Putting Aside the Plow

But it is intensive work, conversing, going through all options and strategies of this new idea, sometimes for five hours at a time. The “culture of the plow” is ingrained in Mexican life, and to uproot it is hard work. This is why Delgado works with children as well, going to schools and introducing his ideas. “To change the culture is to put conservation agriculture into the minds of children,” he says, “It is beautiful to explain to children, for they appreciate how they eat, and what they eat.”

Delgado’s movement toward conservation agriculture started as a way to save money in operations at the Toluca Station through use of less water, fuel, and machinery passes. Fifty percent of the station’s land is used for wheat experiments, and the other half is devoted to crop rotations to sustain the land. It was in this section that Delgado started using direct seeding methods on raised beds to rescue money for other projects. After a couple of harvests, 10 tons of grain was recovered per hectare, compared to an average of 5–8 before. Conservation agriculture had captured his attention.

It is obvious that the planet has been disturbed by human existence, and conservation agriculture is “a little bit to support the world,” Delgado says. He feels very passionately about this, his words coming slowly and deliberately. “Conservation agriculture is the future,” he affirms, “It is common sense, it is how we help the environment.” Its goals include preservation, improvement and more efficient use of resources such as soil, water, and fuel for machinery. As well as the environmental benefits, conservation agriculture makes farming more sustainable with better yields. To realize these goals, a permanent soil cover must be allowed to develop, which makes plowing obsolete. This is the detail farmers find most difficult to swallow, because tilling the land is the way they and their parents have survived. They assume that not using a plow to turn the soil allows weeds to overrun a field, and find the idea of planting seeds into a field with last year’s stubble untidy. But using conservation agriculture with well-timed herbicides and proper crop rotations can actually improve yields.

“People visit the station, and the farmers want to be better than CIMMYT,” Delgado laughs. A friendly rivalry has grown out of Toluca’s success, and now the farmers want to better their own yields to exceed the research station’s results. He thinks this is “nice, because the healthy competition has transformed the farmers to better their techniques. A little revolution in Toluca, but a big change in the farmer’s mind. Farmer to farmer to farmer.” he says. The same people who, a few years ago, were saying how crazy the innovative farmers were, are now asking how they can try the new technology.

Adaptation, to make fit by modification, not adoption, is suggested for the farmers to make a seamless transition to conservation agriculture. Rather than purchasing all new equipment to replace what they already have, Delgado promotes the adjustment of their current machinery. “For the small farmer, to spend USD 1,800 on a new machine is not an option.
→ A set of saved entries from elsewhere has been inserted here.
//! Resource HTTP route handlers. Both routes sit behind `require_bearer`.

use axum::{
    Extension, Json,
    extract::{State, rejection::JsonRejection},
};

use crate::{
    api::{
        error::ApiError,
        types::{Identity, Item, Profile, ProfilePatch},
    },
    state::AppState,
};

/// `GET /items`.
pub(crate) async fn list_items_handler(
    State(state): State<AppState>,
    Extension(identity): Extension<Identity>,
) -> Json<Vec<Item>> {
    Json(state.list_items(&identity).await)
}

/// `PUT /profile`.
pub(crate) async fn update_profile_handler(
    State(state): State<AppState>,
    Extension(identity): Extension<Identity>,
    body: Result<Json<ProfilePatch>, JsonRejection>,
) -> Result<Json<Profile>, ApiError> {
    let Json(patch) = body?;
    state.update_profile(&identity, &patch).await.map(Json)
}
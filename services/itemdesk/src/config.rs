//! Configuration module:
//! 1. Read runtime settings from the environment (after loading `.env`).
//! 2. Supply defaults for everything except the signing secret.
//! 3. Describe the seeded account and item list the in-memory store starts from.

use std::net::SocketAddr;

use anyhow::{Context, anyhow, bail};

use crate::api::types::{Account, DEFAULT_TOKEN_TTL_SEC, Item, Profile};

/// Signing secret (required).
pub(crate) const JWT_SECRET_ENV: &str = "JWT_SECRET";
const PORT_ENV: &str = "PORT";
const HOST_ENV: &str = "HOST";
const TOKEN_TTL_ENV: &str = "TOKEN_TTL_SEC";
const USER_EMAIL_ENV: &str = "ITEMDESK_USER_EMAIL";
const USER_PASSWORD_ENV: &str = "ITEMDESK_USER_PASSWORD";
const USER_NAME_ENV: &str = "ITEMDESK_USER_NAME";

const DEFAULT_PORT: u16 = 5000;
const DEFAULT_HOST: &str = "0.0.0.0";
const DEFAULT_USER_EMAIL: &str = "demo@itemdesk.local";
const DEFAULT_USER_PASSWORD: &str = "demo-password";
const DEFAULT_USER_NAME: &str = "demo";

/// Resolved service configuration.
#[derive(Clone)]
pub(crate) struct AppConfig {
    pub(crate) host: String,
    pub(crate) port: u16,
    pub(crate) jwt_secret: String,
    pub(crate) token_ttl_sec: u64,
    pub(crate) seed_account: SeedAccount,
}

/// Account the store is seeded with at startup.
#[derive(Debug, Clone)]
pub(crate) struct SeedAccount {
    pub(crate) email: String,
    pub(crate) password: String,
    pub(crate) name: String,
}

impl std::fmt::Debug for AppConfig {
    fn fmt(&self, f: &mut std::fmt::Formatter<'_>) -> std::fmt::Result {
        f.debug_struct("AppConfig")
            .field("host", &self.host)
            .field("port", &self.port)
            .field("jwt_secret", &"<redacted>")
            .field("token_ttl_sec", &self.token_ttl_sec)
            .field("seed_email", &self.seed_account.email)
            .finish()
    }
}

impl AppConfig {
    /// Load `.env` (if any) and read the process environment.
    pub(crate) fn from_env() -> anyhow::Result<Self> {
        dotenvy::dotenv().ok();
        Self::from_lookup(|key| std::env::var(key).ok())
    }

    /// Build a config from an arbitrary key lookup.
    pub(crate) fn from_lookup<F>(lookup: F) -> anyhow::Result<Self>
    where
        F: Fn(&str) -> Option<String>,
    {
        let read = |key: &str| {
            lookup(key)
                .map(|v| v.trim().to_string())
                .filter(|v| !v.is_empty())
        };

        let jwt_secret = read(JWT_SECRET_ENV)
            .ok_or_else(|| anyhow!("environment variable {JWT_SECRET_ENV} is required"))?;

        let port = match read(PORT_ENV) {
            Some(raw) => raw
                .parse::<u16>()
                .with_context(|| format!("{PORT_ENV} must be a port number, got {raw:?}"))?,
            None => DEFAULT_PORT,
        };

        let token_ttl_sec = match read(TOKEN_TTL_ENV) {
            Some(raw) => raw
                .parse::<u64>()
                .with_context(|| format!("{TOKEN_TTL_ENV} must be seconds, got {raw:?}"))?,
            None => DEFAULT_TOKEN_TTL_SEC,
        };
        if token_ttl_sec == 0 {
            bail!("{TOKEN_TTL_ENV} must be greater than zero");
        }

        Ok(Self {
            host: read(HOST_ENV).unwrap_or_else(|| DEFAULT_HOST.to_string()),
            port,
            jwt_secret,
            token_ttl_sec,
            seed_account: SeedAccount {
                email: read(USER_EMAIL_ENV).unwrap_or_else(|| DEFAULT_USER_EMAIL.to_string()),
                password: read(USER_PASSWORD_ENV)
                    .unwrap_or_else(|| DEFAULT_USER_PASSWORD.to_string()),
                name: read(USER_NAME_ENV).unwrap_or_else(|| DEFAULT_USER_NAME.to_string()),
            },
        })
    }

    /// Listen address.
    pub(crate) fn listen_addr(&self) -> anyhow::Result<SocketAddr> {
        format!("{}:{}", self.host, self.port)
            .parse()
            .with_context(|| format!("invalid listen address {}:{}", self.host, self.port))
    }

    /// Accounts the store starts with.
    pub(crate) fn seed_accounts(&self) -> Vec<Account> {
        let seed = &self.seed_account;
        vec![Account {
            email: seed.email.clone(),
            password: seed.password.clone(),
            profile: Profile {
                name: seed.name.clone(),
                email: seed.email.clone(),
            },
        }]
    }

    /// Items the store starts with.
    pub(crate) fn seed_items(&self) -> Vec<Item> {
        vec![
            Item {
                id: 1,
                name: "Laptop".to_string(),
            },
            Item {
                id: 2,
                name: "Mouse Gaming".to_string(),
            },
        ]
    }
}

#[cfg(test)]
mod tests {
    use std::collections::HashMap;

    use super::AppConfig;

    fn lookup(pairs: &[(&str, &str)]) -> impl Fn(&str) -> Option<String> {
        let map: HashMap<String, String> = pairs
            .iter()
            .map(|(k, v)| (k.to_string(), v.to_string()))
            .collect();
        move |key| map.get(key).cloned()
    }

    #[test]
    fn secret_is_required() {
        let err = AppConfig::from_lookup(lookup(&[])).unwrap_err();
        assert!(err.to_string().contains("JWT_SECRET"));

        let err = AppConfig::from_lookup(lookup(&[("JWT_SECRET", "   ")])).unwrap_err();
        assert!(err.to_string().contains("JWT_SECRET"));
    }

    #[test]
    fn defaults_apply_when_only_secret_is_set() {
        let cfg = AppConfig::from_lookup(lookup(&[("JWT_SECRET", "s3cret")])).unwrap();
        assert_eq!(cfg.port, 5000);
        assert_eq!(cfg.host, "0.0.0.0");
        assert_eq!(cfg.token_ttl_sec, 900);
        assert_eq!(cfg.seed_account.email, "demo@itemdesk.local");
        assert_eq!(cfg.listen_addr().unwrap().port(), 5000);
        assert_eq!(cfg.seed_items().len(), 2);
    }

    #[test]
    fn overrides_are_read() {
        let cfg = AppConfig::from_lookup(lookup(&[
            ("JWT_SECRET", "s3cret"),
            ("PORT", "8081"),
            ("HOST", "127.0.0.1"),
            ("TOKEN_TTL_SEC", "60"),
            ("ITEMDESK_USER_EMAIL", "ops@itemdesk.local"),
            ("ITEMDESK_USER_NAME", "ops"),
        ]))
        .unwrap();
        assert_eq!(cfg.listen_addr().unwrap().to_string(), "127.0.0.1:8081");
        assert_eq!(cfg.token_ttl_sec, 60);

        let accounts = cfg.seed_accounts();
        assert_eq!(accounts[0].email, "ops@itemdesk.local");
        assert_eq!(accounts[0].profile.name, "ops");
        assert_eq!(accounts[0].profile.email, "ops@itemdesk.local");
    }

    #[test]
    fn bad_numbers_are_errors() {
        assert!(AppConfig::from_lookup(lookup(&[("JWT_SECRET", "s"), ("PORT", "http")])).is_err());
        assert!(
            AppConfig::from_lookup(lookup(&[("JWT_SECRET", "s"), ("TOKEN_TTL_SEC", "0")]))
                .is_err()
        );
    }

    #[test]
    fn debug_output_hides_secret() {
        let cfg = AppConfig::from_lookup(lookup(&[("JWT_SECRET", "s3cret")])).unwrap();
        assert!(!format!("{cfg:?}").contains("s3cret"));
    }
}
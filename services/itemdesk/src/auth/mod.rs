//! Auth module: token signing, bearer middleware and login handling.

pub(crate) mod handlers;
pub(crate) mod middleware;
pub(crate) mod token;
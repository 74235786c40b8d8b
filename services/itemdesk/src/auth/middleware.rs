//! Bearer authentication for protected routes.

use axum::{
    extract::{Request, State},
    http::{HeaderMap, header::AUTHORIZATION},
    middleware::Next,
    response::Response,
};
use tracing::debug;

use crate::{api::error::ApiError, auth::token::unix_now, state::AppState};

/// Verify the bearer token and attach the caller's `Identity` to the request.
pub(crate) async fn require_bearer(
    State(state): State<AppState>,
    mut req: Request,
    next: Next,
) -> Result<Response, ApiError> {
    let token = extract_bearer(req.headers())?;
    let identity = state
        .authenticate(token, unix_now())
        .await
        .inspect_err(|err| {
            if err.is_unauthorized() {
                debug!(code = err.code, "bearer token rejected");
            }
        })?;

    debug!(
        subject = %identity.subject,
        expires_at = identity.expires_at,
        "bearer token accepted"
    );
    req.extensions_mut().insert(identity);
    Ok(next.run(req).await)
}

/// Pull the token out of `Authorization: Bearer <token>`.
fn extract_bearer(headers: &HeaderMap) -> Result<&str, ApiError> {
    let header = headers
        .get(AUTHORIZATION)
        .ok_or_else(|| ApiError::unauthorized("missing Authorization header"))?;
    let header = header
        .to_str()
        .map_err(|_| ApiError::unauthorized("Authorization header is not valid text"))?;
    let token = header
        .strip_prefix("Bearer ")
        .ok_or_else(|| ApiError::unauthorized("Authorization header must use the Bearer scheme"))?
        .trim();
    if token.is_empty() {
        return Err(ApiError::unauthorized("bearer token is empty"));
    }
    Ok(token)
}
//! API request/response types and internal auth types.

use serde::{Deserialize, Serialize};

/// Default access token lifetime (seconds).
pub(crate) const DEFAULT_TOKEN_TTL_SEC: u64 = 15 * 60;
/// JWT header algorithm accepted and emitted.
pub(crate) const TOKEN_ALG: &str = "HS256";

/// Login request.
#[derive(Debug, Deserialize)]
pub(crate) struct LoginRequest {
    #[serde(default)]
    pub(crate) email: Option<String>,
    #[serde(default)]
    pub(crate) password: Option<String>,
}

/// Login response.
#[derive(Debug, Serialize)]
pub(crate) struct LoginData {
    pub(crate) token: String,
}

/// Catalogue entry.
#[derive(Debug, Clone, PartialEq, Eq, Serialize, Deserialize)]
pub(crate) struct Item {
    pub(crate) id: u64,
    pub(crate) name: String,
}

/// Editable user profile.
#[derive(Debug, Clone, PartialEq, Eq, Serialize, Deserialize)]
pub(crate) struct Profile {
    pub(crate) name: String,
    pub(crate) email: String,
}

/// Partial profile update; absent fields are left untouched.
#[derive(Debug, Clone, Default, Deserialize)]
pub(crate) struct ProfilePatch {
    #[serde(default)]
    pub(crate) name: Option<String>,
    #[serde(default)]
    pub(crate) email: Option<String>,
}

impl ProfilePatch {
    /// Apply the provided fields onto `profile`.
    pub(crate) fn apply_to(&self, profile: &mut Profile) {
        if let Some(name) = &self.name {
            profile.name = name.clone();
        }
        if let Some(email) = &self.email {
            profile.email = email.clone();
        }
    }
}

/// Stored account: login credentials plus the profile they own.
#[derive(Debug, Clone)]
pub(crate) struct Account {
    pub(crate) email: String,
    pub(crate) password: String,
    pub(crate) profile: Profile,
}

/// JWT header.
#[derive(Debug, Serialize, Deserialize)]
pub(crate) struct TokenHeader {
    pub(crate) alg: String,
    #[serde(default)]
    pub(crate) typ: Option<String>,
}

/// Access token claims.
#[derive(Debug, Clone, PartialEq, Eq, Serialize, Deserialize)]
pub(crate) struct AccessTokenClaims {
    /// Account key (login email).
    pub(crate) sub: String,
    pub(crate) email: String,
    pub(crate) iat: u64,
    pub(crate) exp: u64,
    pub(crate) jti: String,
}

/// Authenticated caller, attached to protected requests.
#[derive(Debug, Clone, PartialEq, Eq)]
pub(crate) struct Identity {
    pub(crate) subject: String,
    pub(crate) expires_at: u64,
}

impl From<AccessTokenClaims> for Identity {
    fn from(claims: AccessTokenClaims) -> Self {
        Self {
            subject: claims.sub,
            expires_at: claims.exp,
        }
    }
}

#[cfg(test)]
mod tests {
    use super::{Profile, ProfilePatch};

    #[test]
    fn patch_touches_only_provided_fields() {
        let mut profile = Profile {
            name: "demo".to_string(),
            email: "demo@itemdesk.local".to_string(),
        };
        let patch = ProfilePatch {
            name: Some("Nama Baru".to_string()),
            email: None,
        };
        patch.apply_to(&mut profile);
        assert_eq!(profile.name, "Nama Baru");
        assert_eq!(profile.email, "demo@itemdesk.local");
    }

    #[test]
    fn missing_patch_fields_deserialize_as_none() {
        let patch: ProfilePatch = serde_json::from_str(r#"{"email":"x@y.z"}"#).unwrap();
        assert!(patch.name.is_none());
        assert_eq!(patch.email.as_deref(), Some("x@y.z"));
    }
}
But to insert a piece that can be bought for half that is practical, and they can afford it.” Delgado says. This enables the small- and medium-sized farmers like Julián Martínez to start off in conservation agriculture. CIMMYT wheat agronomist Ken Sayre applauds Delgado’s efforts. “People like Fernando still believe that improving the crop production situation directly in farmers’ fields is the most valuable way to achieve impact,” he says. His practical initiatives are certainly helping many farmers to increase their productivity and profitability.